Honestly, it's one of the more complex scraping scripts I've written. Their sign-on process involves login tokens, variable URLs, and three challenge questions in addition to entering your passcode. In the end I think it was worth the time. Seeing my cleared and pending transactions in NetNewsWire is awesome.

Before I give out the link to the script, I want to take a moment and emphasize that this could be a potentially huge security risk. This script requires you store your login credentials and the answer to all three of your security questions in plain text. I recommend only running it locally on your own computer. Store it on a public web server at your own risk! Definitely don't store it on a shared host!!

You can download the script here.

Keep an eye out on this blog — I'll post updates if/when Bank of America modifies their site and my scraping code breaks. Feel free to email me with any questions.

Live Twitter URLs

Friday, April 4 2008 - 0 comments

I find Twitter's public timeline fascinating — it's like a group stream of consciousness. Despite all the inane comments, it's amazing to watch live news break and see popular items on the net propagate from user to user.

This is just a quick project I spent an hour or two on the other night that monitors Twitter's public timeline and extracts all of the URLs that people link to. I did a cursory Google search for similar projects and found a few — but none of them resolved the real URL. Listing shortened URLs is worthless — I want to see where the links really point to.
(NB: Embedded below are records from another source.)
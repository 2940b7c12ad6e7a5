// SPDX-License-Identifier: BUSL-1.1
// Copyright (c) 2026 Alfred Jean LLC

//! `hidsd`: the thin composition root (§10.3). Loads configuration,
//! bootstraps logging, wires the alert sink into the detection engine,
//! starts the worker pool, tails the authentication log, and waits for
//! `SIGTERM`/`SIGINT` before a bounded, ordered shutdown.

use hids_adapters::{setup_alert_system, LogTailer};
use hids_core::{Severity, SrcId, SystemClock};
use hids_daemon::{setup_logging, RuntimeConfig, StartupError};
use hids_engine::{Engine, RuntimeManager};
use std::sync::atomic::{AtomicBool, Ordering};
use std::sync::Arc;
use std::time::Duration;
use tokio::signal::unix::{signal, SignalKind};

/// Grace period `stop()` waits per worker before logging a timeout and
/// proceeding with process exit regardless (§4.9/§7).
const SHUTDOWN_TIMEOUT: Duration = Duration::from_secs(10);

fn print_usage() {
    println!("hidsd {}", env!("CARGO_PKG_VERSION"));
    println!("Host-based authentication-failure detection daemon.");
    println!();
    println!("USAGE:");
    println!("    hidsd [--version | --help]");
    println!();
    println!("CONFIGURATION:");
    println!("    HIDS_CONFIG   path to an optional TOML overrides file");
    println!("    DEBUG_MODE    \"true\"/\"false\", overrides the config file");
    println!("    HIDS_LOG_DIR  directory for runtime/detection/alert logs");
}

fn main() -> std::process::ExitCode {
    let args: Vec<String> = std::env::args().collect();
    if args.iter().any(|a| a == "--version") {
        println!("hidsd {}", env!("CARGO_PKG_VERSION"));
        return std::process::ExitCode::SUCCESS;
    }
    if args.iter().any(|a| a == "--help" || a == "-h") {
        print_usage();
        return std::process::ExitCode::SUCCESS;
    }

    match tokio::runtime::Builder::new_multi_thread()
        .enable_all()
        .build()
    {
        Ok(rt) => match rt.block_on(run()) {
            Ok(()) => std::process::ExitCode::SUCCESS,
            Err(err) => {
                eprintln!("hidsd: fatal startup error: {err}");
                std::process::ExitCode::FAILURE
            }
        },
        Err(err) => {
            eprintln!("hidsd: failed to build tokio runtime: {err}");
            std::process::ExitCode::FAILURE
        }
    }
}

async fn run() -> Result<(), StartupError> {
    let config = RuntimeConfig::load()?;
    let _logging_guard = setup_logging(&config)?;

    tracing::info!(target: "runtime", ?config, "starting hidsd");

    let alert_sink = setup_alert_system(
        config.alert_log_path.clone(),
        config.alert_log_rotation.max_bytes,
        config.alert_log_rotation.backup_count,
        Severity::Info,
    )?;

    let engine = Arc::new(Engine::new(Arc::new(SystemClock::new()), alert_sink));
    let runtime = RuntimeManager::get_instance(
        engine,
        config.num_workers,
        config.backpressure_policy,
        true,
    )
    .await;

    let shutdown = Arc::new(AtomicBool::new(false));
    let (tx, mut rx) = tokio::sync::mpsc::unbounded_channel::<SrcId>();

    let tailer_shutdown = Arc::clone(&shutdown);
    let tailer_path = config.tailed_log_path.clone();
    let poll_interval = Duration::from_secs_f64(config.poll_interval_secs.max(0.0));
    let tailer_handle = tokio::spawn(async move {
        let tailer = LogTailer::new(tailer_path, tailer_shutdown).with_poll_interval(poll_interval);
        if let Err(err) = tailer.run(|src| {
            // `LogTailer::run`'s callback is synchronous; bridge onto the
            // async `Runtime::submit_event` through this channel instead
            // of blocking the tail loop on the engine's queue.
            let _ = tx.send(src);
        }).await {
            tracing::error!(target: "runtime", error = %err, "log tailer stopped");
        }
    });

    let feed_runtime = Arc::clone(&runtime);
    let feed_handle = tokio::spawn(async move {
        while let Some(src) = rx.recv().await {
            feed_runtime.submit_event(src).await;
        }
    });

    println!("READY");
    tracing::info!(target: "runtime", "hidsd ready");

    wait_for_termination().await?;

    tracing::info!(target: "runtime", "shutdown signal received, stopping");
    shutdown.store(true, Ordering::SeqCst);
    tailer_handle.abort();
    feed_handle.abort();

    if let Err(err) = runtime.stop(SHUTDOWN_TIMEOUT).await {
        tracing::warn!(target: "runtime", error = %err, "runtime did not stop cleanly");
    }

    tracing::info!(target: "runtime", "hidsd stopped");
    Ok(())
}

async fn wait_for_termination() -> Result<(), StartupError> {
    let mut sigterm = signal(SignalKind::terminate()).map_err(StartupError::Signal)?;
    let mut sigint = signal(SignalKind::interrupt()).map_err(StartupError::Signal)?;
    tokio::select! {
        _ = sigterm.recv() => {}
        _ = sigint.recv() => {}
    }
    Ok(())
}
// SPDX-License-Identifier: BUSL-1.1
// Copyright (c) 2026 Alfred Jean LLC

//! The event-to-alert mapping (§6, §9): a pure function from a loosely
//! shaped inbound event to the fields an alert record needs. Kept
//! explicit rather than duck-typed per the design note in §9 — required
//! keys are checked up front, not inferred from whatever happens to be
//! present.
//!
//! The `type` vocabulary here (`info`, `suspicious_activity`, ...) is
//! deliberately distinct from the `event_type` vocabulary `send_alert`
//! uses (`SECURITY`, `NETWORK`, `SYSTEM`); §9 flags this as intentional
//! and the two are not unified.

use crate::error::MappingError;
use chrono::Utc;
use serde_json::{Map, Value};

const RESERVED_KEYS: [&str; 7] = [
    "type",
    "message",
    "timestamp",
    "source",
    "severity",
    "description",
    "event_type",
];

fn severity_for(event_type: &str) -> &'static str {
    match event_type {
        "info" => "LOW",
        "suspicious_activity" => "MEDIUM",
        "multiple_failures" => "HIGH",
        "critical_anomaly" => "CRITICAL",
        _ => "LOW",
    }
}

/// Validate and enrich an inbound event into an alert-ready JSON object.
///
/// Required: `type` (string), `message` (string). Optional: `timestamp`
/// (preserved verbatim if present, else stamped with current UTC),
/// `source` (defaults to `"unknown"`). `event_type` and `description`
/// are added as copies of `type`/`message` per §6's fuller key list;
/// every other key in `event` is carried through unchanged.
///
/// This is a plain, explicit function rather than a safe-call-wrapped
/// one: every failure mode it has is a named validation error, so there
/// is no "unexpected internal failure" path distinct from the two
/// already returned.
pub fn map_event_to_alert(event: &Value) -> Result<Map<String, Value>, MappingError> {
    let object = event.as_object().ok_or(MappingError::NotAMapping)?;

    let event_type = object
        .get("type")
        .and_then(Value::as_str)
        .ok_or(MappingError::MissingField("type"))?;
    let message = object
        .get("message")
        .and_then(Value::as_str)
        .ok_or(MappingError::MissingField("message"))?;

    let timestamp = object
        .get("timestamp")
        .and_then(Value::as_str)
        .map(str::to_string)
        .unwrap_or_else(|| Utc::now().format("%Y-%m-%dT%H:%M:%S%.3fZ").to_string());
    let source = object
        .get("source")
        .and_then(Value::as_str)
        .unwrap_or("unknown")
        .to_string();

    let mut out = Map::new();
    out.insert("type".to_string(), Value::String(event_type.to_string()));
    out.insert("message".to_string(), Value::String(message.to_string()));
    out.insert(
        "event_type".to_string(),
        Value::String(event_type.to_string()),
    );
    out.insert(
        "description".to_string(),
        Value::String(message.to_string()),
    );
    out.insert(
        "severity".to_string(),
        Value::String(severity_for(event_type).to_string()),
    );
    out.insert("timestamp".to_string(), Value::String(timestamp));
    out.insert("source".to_string(), Value::String(source));

    for (key, value) in object {
        if !RESERVED_KEYS.contains(&key.as_str()) {
            out.insert(key.clone(), value.clone());
        }
    }

    Ok(out)
}

#[cfg(test)]
#[path = "mapping_tests.rs"]
mod tests;
// SPDX-License-Identifier: BUSL-1.1
// Copyright (c) 2026 Alfred Jean LLC

//! Error types for the detection engine and the runtime that hosts it.

use hids_core::FatalClassify;
use thiserror::Error;

/// Errors raised while scoring a single event or computing a baseline.
#[derive(Debug, Error)]
pub enum EngineError {
    #[error("baseline input is empty")]
    EmptyBaseline,
    #[error("event is missing a numeric `metric` field")]
    NonNumericMetric,
    #[error("a fatal shutdown signal was observed during processing")]
    Shutdown,
}

impl FatalClassify for EngineError {
    // Every variant here is a validation error raised by the baseline
    // module's single call site, which always runs in strict mode (see
    // SPEC_FULL.md §4.3/§10.5), plus the dedicated shutdown signal. Unlike
    // `RuntimeError`, there is no non-fatal `EngineError` today.
    fn is_fatal(&self) -> bool {
        true
    }
}

/// Errors raised by the runtime/supervisor layer.
#[derive(Debug, Error)]
pub enum RuntimeError {
    #[error("engine error: {0}")]
    Engine(#[from] EngineError),
    #[error("runtime is already started")]
    AlreadyStarted,
    #[error("runtime is not started")]
    NotStarted,
    #[error("worker {0} exceeded its restart limit and was abandoned")]
    WorkerAbandoned(String),
    #[error("timed out waiting for runtime to stop")]
    StopTimedOut,
}

impl FatalClassify for RuntimeError {
    fn is_fatal(&self) -> bool {
        matches!(self, RuntimeError::Engine(e) if e.is_fatal())
    }
}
That's what this service does. It follows the link to its endpoint. You can view the full river of links as they come in, or you can view the most popular links for a given timeframe.

Please send any comments my way. Enjoy.

Update: A user was kind enough to email me a link to TwitterLinkr — it does exactly what I'm doing, but, you know, better :-) Oh well.

Another Update: A Twitter user just twittered a link to this post — which then appeared in the recent links RSS feed below. I think my head is going to explode.

Twitter Data

Simple PHP Framework 1.0

Tuesday, April 1 2008 - 0 comments

In case you missed it, the Simple PHP Framework hit its 1.0 milestone earlier this week. Nearly two years in the making, I'm happy to see a stable, downloadable package available for all our users to benefit from. Cheers to everyone who contributed!

Live AdMob Stats

Tuesday, April 1 2008 - 0 comments

Clever Google Maps mashup showing the live location of ads being served on AdMob's network. Two points:

  1. There are lots of AdSense competitors vying for the mobile market. AdMob is the first I've ever taken seriously.
  2. The developers at AdMob must actually like their job — no way this idea came from middle management. Kudos to the recruiter who sent this to me.